Lockdown Recipe of the Day: Chateaubriand with red wine sauce

Lockdown Recipe of the Day: Chateaubriand with red wine sauce
Chateaubriand. (Photo: Tony Jackman)

When you have a whole beef fillet there’s nothing better than to trim it until you have a perfect chateaubriand cut and then cook it the proper French way.

Here’s a video demonstrating how to cut a Chateaubriand from a whole beef fillet, or beef tenderloin as the butcher in the video prefers to call it. Or ask your butcher to do it for you.

Ingredients

The chateaubriand cut of 1 whole beef fillet (the thickest part in the middle, trimmed of fat and sinew)

2 shallots or 1 medium red onion (where I live shallots are not available but use shallots if you can), chopped finely

2 Tbsp extra virgin olive oil

6 Tbsp butter

1 glass dry red wine (an aged Bordeaux red, traditionally, but any full-bodied red will do)

1 cup beef stock (made with marrow bones if you’d like to push the boat out)

3 or 4 sprigs thyme

1 bay leaf

Coarse salt and black pepper

Method

Preheat the oven to 200℃.

Follow the above video to trim a whole beef fillet down to a chateaubriand. As in the video, I also cut four fillet mignons from one end and kept the other offcuts for use in a later stew or stir fry.

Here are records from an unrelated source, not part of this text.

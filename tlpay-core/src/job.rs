//! Job code definitions
//!
//! Requests use an uppercase letter, replies the same letter in lowercase.
//! `@` marks an asynchronous event frame. `h` and `r` do not exist: the
//! terminal never replies to `H` and `R`.

use std::fmt;

use crate::error::{Error, Result};

/// Protocol job code
///
/// A closed set: values can only be obtained through the associated
/// constants or [`JobCode::try_from`], which rejects bytes outside the set.
#[derive(Copy, Clone, PartialEq, Eq, Hash)]
pub struct JobCode(u8);

impl JobCode {
    /// Device check request
    pub const DEVICE_CHECK: Self = Self(b'A');

    /// Device check reply
    pub const DEVICE_CHECK_REPLY: Self = Self(b'a');

    /// Approval request
    pub const APPROVE: Self = Self(b'B');

    /// Approval reply
    pub const APPROVE_REPLY: Self = Self(b'b');

    /// Cancellation request
    pub const CANCEL: Self = Self(b'C');

    /// Cancellation reply
    pub const CANCEL_REPLY: Self = Self(b'c');

    /// No-reply request
    pub const NO_REPLY: Self = Self(b'H');

    /// Terminal reset (no reply frame)
    pub const RESET: Self = Self(b'R');

    /// Asynchronous event
    pub const EVENT: Self = Self(b'@');

    /// Check whether `code` belongs to the job code set
    pub const fn is_known(code: u8) -> bool {
        match code {
            b'@' | b'A'..=b'Z' => true,
            b'h' | b'r' => false,
            b'a'..=b'z' => true,
            _ => false,
        }
    }

    /// Raw wire byte
    pub const fn code(self) -> u8 {
        self.0
    }

    /// Wire byte as a character
    pub const fn as_char(self) -> char {
        self.0 as char
    }

    /// Check if this is an event frame code
    pub fn is_event(self) -> bool {
        self == Self::EVENT
    }

    /// Check if this is a request code (host to terminal)
    pub fn is_request(self) -> bool {
        self.0.is_ascii_uppercase()
    }

    /// Check if this is a reply code (terminal to host)
    pub fn is_response(self) -> bool {
        self.0.is_ascii_lowercase()
    }

    /// Check if the terminal answers this request with a reply frame
    pub fn expects_reply(self) -> bool {
        self.is_request() && Self::is_known(self.0.to_ascii_lowercase())
    }

    /// Reply code the terminal is expected to send for this request
    ///
    /// `B` maps to `b`. Codes without a lowercase counterpart (and
    /// non-request codes) map to themselves.
    ///
    /// # Examples
    ///
    /// ```
    /// use tlpay_core::JobCode;
    ///
    /// assert_eq!(JobCode::APPROVE.expected_response(), JobCode::APPROVE_REPLY);
    /// assert_eq!(JobCode::RESET.expected_response(), JobCode::RESET);
    /// ```
    pub fn expected_response(self) -> Self {
        if self.is_request() {
            let lower = self.0.to_ascii_lowercase();
            if Self::is_known(lower) {
                return Self(lower);
            }
        }
        self
    }

    /// Check if `actual` satisfies a pending request expecting `self`
    ///
    /// Letters match regardless of case. An event never matches.
    pub fn matches(self, actual: Self) -> bool {
        if self.is_event() || actual.is_event() {
            return false;
        }
        self.0.eq_ignore_ascii_case(&actual.0)
    }

    /// Get job name
    pub fn name(self) -> &'static str {
        match self.0 {
            b'A' => "DEVICE_CHECK",
            b'a' => "DEVICE_CHECK_REPLY",
            b'B' => "APPROVE",
            b'b' => "APPROVE_REPLY",
            b'C' => "CANCEL",
            b'c' => "CANCEL_REPLY",
            b'H' => "NO_REPLY",
            b'R' => "RESET",
            b'@' => "EVENT",
            _ => "JOB",
        }
    }
}

impl From<JobCode> for u8 {
    fn from(job: JobCode) -> u8 {
        job.0
    }
}

impl TryFrom<u8> for JobCode {
    type Error = Error;

    fn try_from(value: u8) -> Result<Self> {
        if Self::is_known(value) {
            Ok(Self(value))
        } else {
            Err(Error::UnknownJobCode(value))
        }
    }
}

impl TryFrom<char> for JobCode {
    type Error = Error;

    fn try_from(value: char) -> Result<Self> {
        u8::try_from(value)
            .map_err(|_| Error::UnknownJobCode(0xFF))
            .and_then(Self::try_from)
    }
}

impl fmt::Debug for JobCode {
    fn fmt(&self, f: &mut fmt::Formatter<'_>) -> fmt::Result {
        write!(f, "JobCode('{}')", self.as_char())
    }
}

impl fmt::Display for JobCode {
    fn fmt(&self, f: &mut fmt::Formatter<'_>) -> fmt::Result {
        write!(f, "{}({})", self.name(), self.as_char())
    }
}
// ABOUTME: Strongly typed identifiers shared across the client.
// ABOUTME: Engine object IDs plus the opaque subscription reference.

mod id;
mod reference;

pub use id::{ContainerId, ExecId, Id, ImageId};
pub use reference::Reference;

Salt the chateaubriand well and refrigerate. Remove from the fridge two hours before cooking.

Melt 2 Tbsp butter in a skillet or grill pan with 2 Tbsp olive oil. On a relatively high heat (if it’s too low the meat will stew), brown the meat for three minute on all sides, which should require four browning sessions, 12 minutes in all.

Transfer to the preheated oven and roast for 15 minutes for medium rare, 20 for medium and 23 to 25 for medium-well done. The latter should retain at least a blush of pinkness at the centre.

Remove from the oven and cover with a “tent” foil. It should rest for 15 to 20 minutes.

Let’s step back a bit. While the beef is in the oven, make the red wine sauce. Sauté the chopped shallots (or red onion) gently in 2 Tbsp of the butter, with the thyme sprigs and bay leaf. After 15 minutes, add the red wine and reduce by half. Add the beef stock, salt and pepper and cook gently until its flavours have developed and it has reduced by half. Remove the bay leaf and thyme sprigs. Enrich the sauce by stirring in 2 Tbsp butter. Strain the sauce through a fine sieve, but you can skip this refinement if you prefer. 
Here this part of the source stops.